● **TASK REQUIREMENTS**
Every line below between the one holding "use anyhow::Result;" and the one holding "use track_enrich::progress::init_logging;", inclusive, should be copied exactly, and no other line.

● **SUPPLIED INFORMATION**
//! Country and region lookup.
//!
//! The first two characters of an ISRC are read as a country code, and
//! country codes are bucketed into coarse geographic regions for the
//! aggregate statistics.

use clap::ValueEnum;
use serde::{Deserialize, Serialize};
use std::fmt;

/// Country code used when a track carries no usable ISRC.
pub const UNKNOWN_COUNTRY: &str = "XX";

// ============================================================================
// Region
// ============================================================================

/// Coarse geographic bucket. Serialized as its display label, which is what
/// downstream consumers of the dataset filter on.
#[derive(Debug, Clone, Copy, PartialEq, Eq, Hash, PartialOrd, Ord, ValueEnum, Serialize, Deserialize)]
#[serde(from = "String", into = "String")]
pub enum Region {
    NorthAmerica,
    Europe,
    Asia,
    LatinAmerica,
    Oceania,
    RestOfWorld,
    Unknown,
}

impl Region {
    pub const ALL: [Region; 7] = [
        Region::NorthAmerica,
        Region::Europe,
        Region::Asia,
        Region::LatinAmerica,
        Region::Oceania,
        Region::RestOfWorld,
        Region::Unknown,
    ];

    pub fn label(self) -> &'static str {
        match self {
            Region::NorthAmerica => "Amérique du Nord",
            Region::Europe => "Europe",
            Region::Asia => "Asie",
            Region::LatinAmerica => "Amérique Latine/ Amérique du Sud",
            Region::Oceania => "Océanie",
            Region::RestOfWorld => "Reste du Monde",
            Region::Unknown => "Inconnu",
        }
    }

    /// Parse a display label. Anything unrecognised is `Unknown`.
    pub fn from_label(label: &str) -> Region {
        Region::ALL
            .into_iter()
            .find(|r| r.label() == label)
            .unwrap_or(Region::Unknown)
    }

    pub fn is_known(self) -> bool {
        self != Region::Unknown
    }
}

impl fmt::Display for Region {
    fn fmt(&self, f: &mut fmt::Formatter<'_>) -> fmt::Result {
        f.write_str(self.label())
    }
}

impl From<String> for Region {
    fn from(s: String) -> Self {
        Region::from_label(&s)
    }
}

impl From<Region> for String {
    fn from(r: Region) -> Self {
        r.label().to_string()
    }
}

// ============================================================================
// Lookups
// ============================================================================

const NORTH_AMERICA: &[&str] = &["US", "CA", "MX"];
const EUROPE: &[&str] = &[
    "GB", "FR", "DE", "SE", "IT", "ES", "NL", "NO", "DK", "IE", "BE", "CH",
];
const ASIA: &[&str] = &["KR", "JP", "CN", "IN", "TW"];
const LATIN_AMERICA: &[&str] = &["BR", "AR", "CO", "PR", "CL"];
const OCEANIA: &[&str] = &["AU", "NZ"];

/// Map a two-letter country code to its region.
///
/// Codes that are not exactly two characters long map to `Unknown`; valid
/// codes outside the known tables (Africa, rare codes) map to `RestOfWorld`.
pub fn region_from_code(code: &str) -> Region {
    if code.chars().count() != 2 {
        return Region::Unknown;
    }
    let code = code.to_uppercase();
    let code = code.as_str();

    if NORTH_AMERICA.contains(&code) {
        Region::NorthAmerica
    } else if EUROPE.contains(&code) {
        Region::Europe
    } else if ASIA.contains(&code) {
        Region::Asia
    } else if LATIN_AMERICA.contains(&code) {
        Region::LatinAmerica
    } else if OCEANIA.contains(&code) {
        Region::Oceania
    } else {
        Region::RestOfWorld
    }
}

/// Derive (country_code, region) from an ISRC such as "USUM71204425".
///
/// The country code is the ISRC prefix as-is; only the region lookup is
/// case-insensitive.
pub fn country_from_isrc(isrc: Option<&str>) -> (String, Region) {
    match isrc {
        Some(isrc) if isrc.chars().count() >= 2 => {
            let country: String = isrc.chars().take(2).collect();
            let region = region_from_code(&country);
            (country, region)
        }
        _ => (UNKNOWN_COUNTRY.to_string(), Region::Unknown),
    }
}

// ============================================================================
// TESTS
// ============================================================================

#[cfg(test)]
mod tests {
    use super::*;

    #[test]
    fn test_region_from_code_tables() {
        assert_eq!(region_from_code("US"), Region::NorthAmerica);
        assert_eq!(region_from_code("MX"), Region::NorthAmerica);
        assert_eq!(region_from_code("GB"), Region::Europe);
        assert_eq!(region_from_code("CH"), Region::Europe);
        assert_eq!(region_from_code("KR"), Region::Asia);
        assert_eq!(region_from_code("PR"), Region::LatinAmerica);
        assert_eq!(region_from_code("NZ"), Region::Oceania);
    }

    #[test]
    fn test_region_from_code_case_insensitive() {
        assert_eq!(region_from_code("fr"), Region::Europe);
        assert_eq!(region_from_code("jP"), Region::Asia);
    }

    #[test]
    fn test_region_from_code_fallbacks() {
        assert_eq!(region_from_code("ZA"), Region::RestOfWorld);
        assert_eq!(region_from_code("QM"), Region::RestOfWorld);
        assert_eq!(region_from_code(""), Region::Unknown);
        assert_eq!(region_from_code("USA"), Region::Unknown);
        assert_eq!(region_from_code("U"), Region::Unknown);
    }

    #[test]
    fn test_country_from_isrc() {
        assert_eq!(
            country_from_isrc(Some("USUM71204425")),
            ("US".to_string(), Region::NorthAmerica)
        );
        assert_eq!(
            country_from_isrc(Some("brabc1200001")),
            ("br".to_string(), Region::LatinAmerica)
        );
        assert_eq!(
            country_from_isrc(Some("ZA")),
            ("ZA".to_string(), Region::RestOfWorld)
        );
    }

    #[test]
    fn test_country_from_isrc_missing() {
        assert_eq!(country_from_isrc(None), ("XX".to_string(), Region::Unknown));
        assert_eq!(country_from_isrc(Some("")), ("XX".to_string(), Region::Unknown));
        assert_eq!(country_from_isrc(Some("U")), ("XX".to_string(), Region::Unknown));
    }

    #[test]
    fn test_label_serde() {
        let json = serde_json::to_string(&Region::LatinAmerica).unwrap();
        assert_eq!(json, "\"Amérique Latine/ Amérique du Sud\"");

        let back: Region = serde_json::from_str("\"Océanie\"").unwrap();
        assert_eq!(back, Region::Oceania);

        let other: Region = serde_json::from_str("\"Autre\"").unwrap();
        assert_eq!(other, Region::Unknown);
    }
}
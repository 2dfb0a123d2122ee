//! Popularity report for one region over a window of release years.
//!
//! Usage: region-report [dataset_final.json] [--region latin-america] [--from 1980] [--to 2022]

use anyhow::Result;
use clap::Parser;
use std::path::PathBuf;

use track_enrich::analysis::{region_report, TrackLine, YearWindow, HIT_THRESHOLD};
use track_enrich::output::{read_dataset, DEFAULT_OUTPUT};
use track_enrich::progress::init_logging;
use track_enrich::region::Region;

#[derive(Parser)]
#[command(name = "region-report")]
#[command(about = "Summarize popularity of one region's tracks")]
struct Args {
    #[arg(default_value = DEFAULT_OUTPUT)]
    dataset: PathBuf,

    #[arg(long, value_enum, default_value = "latin-america")]
    region: Region,

    #[arg(long, default_value_t = YearWindow::default().from)]
    from: i32,

    #[arg(long, default_value_t = YearWindow::default().to)]
    to: i32,

    /// Tracks strictly above this popularity are listed as hits
    #[arg(long, default_value_t = HIT_THRESHOLD)]
    threshold: u32,

    /// Print the report as JSON
    #[arg(long)]
    json: bool,
}

fn print_table(lines: &[TrackLine]) {
    println!("{:<40} {:<30} {:>6} {:>10}", "track_name", "artists", "year", "popularity");
    for l in lines {
        println!(
            "{:<40} {:<30} {:>6} {:>10}",
            truncate(l.track_name.as_deref().unwrap_or("-"), 40),
            truncate(l.artists.as_deref().unwrap_or("-"), 30),
            l.year,
            l.popularity
        );
    }
}

fn truncate(s: &str, width: usize) -> String {
    if s.chars().count() <= width {
        s.to_string()
    } else {
        let mut out: String = s.chars().take(width - 1).collect();
        out.push('…');
        out
    }
}

fn main() -> Result<()> {
    init_logging(false, false);
    let args = Args::parse();

    let tracks = read_dataset(&args.dataset)?;
    log::info!("Loaded {} tracks from {}", tracks.len(), args.dataset.display());

    let window = YearWindow::new(args.from.min(args.to), args.from.max(args.to));
    let report = region_report(&tracks, args.region, window, args.threshold);

    if args.json {
        println!("{}", serde_json::to_string_pretty(&report)?);
        return Ok(());
    }

    println!("\nREPORT FOR: {} ({}-{})", report.region, window.from, window.to);
    println!("Tracks found in the dataset: {}", report.total);

    if report.total == 0 {
        println!("No track found for this region. Regions present in the dataset:");
        for r in &report.regions_present {
            println!("  - {}", r);
        }
        return Ok(());
    }

    if let (Some(max), Some(avg)) = (report.max_popularity, report.avg_popularity) {
        println!("Maximum popularity: {}/100", max);
        println!("Mean popularity: {:.2}/100", avg);
    }

    println!("\nTracks above {}: {}", report.threshold, report.hits.len());
    if report.hits.is_empty() {
        println!("\nNo track exceeds {}.", report.threshold);
        println!("--- Top {} of this region ---", report.fallback_top.len());
        print_table(&report.fallback_top);
    } else {
        println!("\n--- Hits ---");
        print_table(&report.hits);
    }

    Ok(())
}
#[derive(Debug, Clone, Serialize)]
pub struct Geography {
    /// Largest region first.
    pub regions: Vec<RegionStats>,
    /// Country codes, most frequent first.
    pub countries: Vec<(String, usize)>,
}

/// Per-region and per-country breakdown. Tracks of `Unknown` region are left
/// out; tracks without a region form their own bucket, as do tracks without a
/// genre within a region.
pub fn geography(tracks: &[EnrichedTrack]) -> Geography {
    let kept = tracks
        .iter()
        .filter(|t| t.region.map_or(true, |r| r.is_known()));

    let mut countries: FxHashMap<&str, usize> = FxHashMap::default();
    let mut popularity: FxHashMap<Option<Region>, Mean> = FxHashMap::default();
    let mut genres: FxHashMap<Option<Region>, FxHashMap<&str, Mean>> = FxHashMap::default();

    for t in kept {
        *countries.entry(t.country_code.as_str()).or_default() += 1;
        popularity.entry(t.region).or_default().add(t.popularity as f64);
        let genre = t
            .track_genre
            .as_deref()
            .filter(|g| !g.is_empty())
            .unwrap_or(MISSING_GENRE_LABEL);
        genres
            .entry(t.region)
            .or_default()
            .entry(genre)
            .or_default()
            .add(t.popularity as f64);
    }

    let mut regions: Vec<RegionStats> = popularity
        .into_iter()
        .map(|(region, mean)| RegionStats {
            region,
            count: mean.count,
            avg_popularity: mean.value().unwrap_or_default(),
            top_genres: Vec::new(),
        })
        .collect();
    regions.sort_by(|a, b| b.count.cmp(&a.count).then(a.region.cmp(&b.region)));

    for stats in regions.iter_mut().take(5) {
        if let Some(per_genre) = genres.get(&stats.region) {
            stats.top_genres = ranked_genres(per_genre, 3);
        }
    }

    let mut countries: Vec<(String, usize)> = countries
        .into_iter()
        .map(|(c, n)| (c.to_string(), n))
        .collect();
    countries.sort_by(|a, b| b.1.cmp(&a.1).then_with(|| a.0.cmp(&b.0)));

    Geography { regions, countries }
}

/// Genres by mean popularity, best first, ties broken by name.
fn ranked_genres(per_genre: &FxHashMap<&str, Mean>, limit: usize) -> Vec<GenreScore> {
    let mut scores: Vec<GenreScore> = per_genre
        .iter()
        .filter_map(|(g, m)| {
            m.value().map(|avg| GenreScore {
                genre: g.to_string(),
                avg_popularity: avg,
            })
        })
        .collect();
    scores.sort_by(|a, b| {
        b.avg_popularity
            .total_cmp(&a.avg_popularity)
            .then_with(|| a.genre.cmp(&b.genre))
    });
    scores.truncate(limit);
    scores
}

// ============================================================================
// Genres
// ============================================================================

#[derive(Debug, Clone, Serialize)]
pub struct GenreStats {
    pub genre: String,
    pub count: usize,
    pub hits: usize,
    pub avg_popularity: f64,
    pub avg_danceability: f64,
    pub avg_energy: f64,
}

#[derive(Default)]
struct GenreAcc {
    count: usize,
    hits: usize,
    popularity: f64,
    danceability: f64,
    energy: f64,
}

● **ANSWER TO THE PROBLEM**
use anyhow::Result;
use clap::Parser;
use std::path::PathBuf;

use track_enrich::analysis::{region_report, TrackLine, YearWindow, HIT_THRESHOLD};
use track_enrich::output::{read_dataset, DEFAULT_OUTPUT};
use track_enrich::progress::init_logging;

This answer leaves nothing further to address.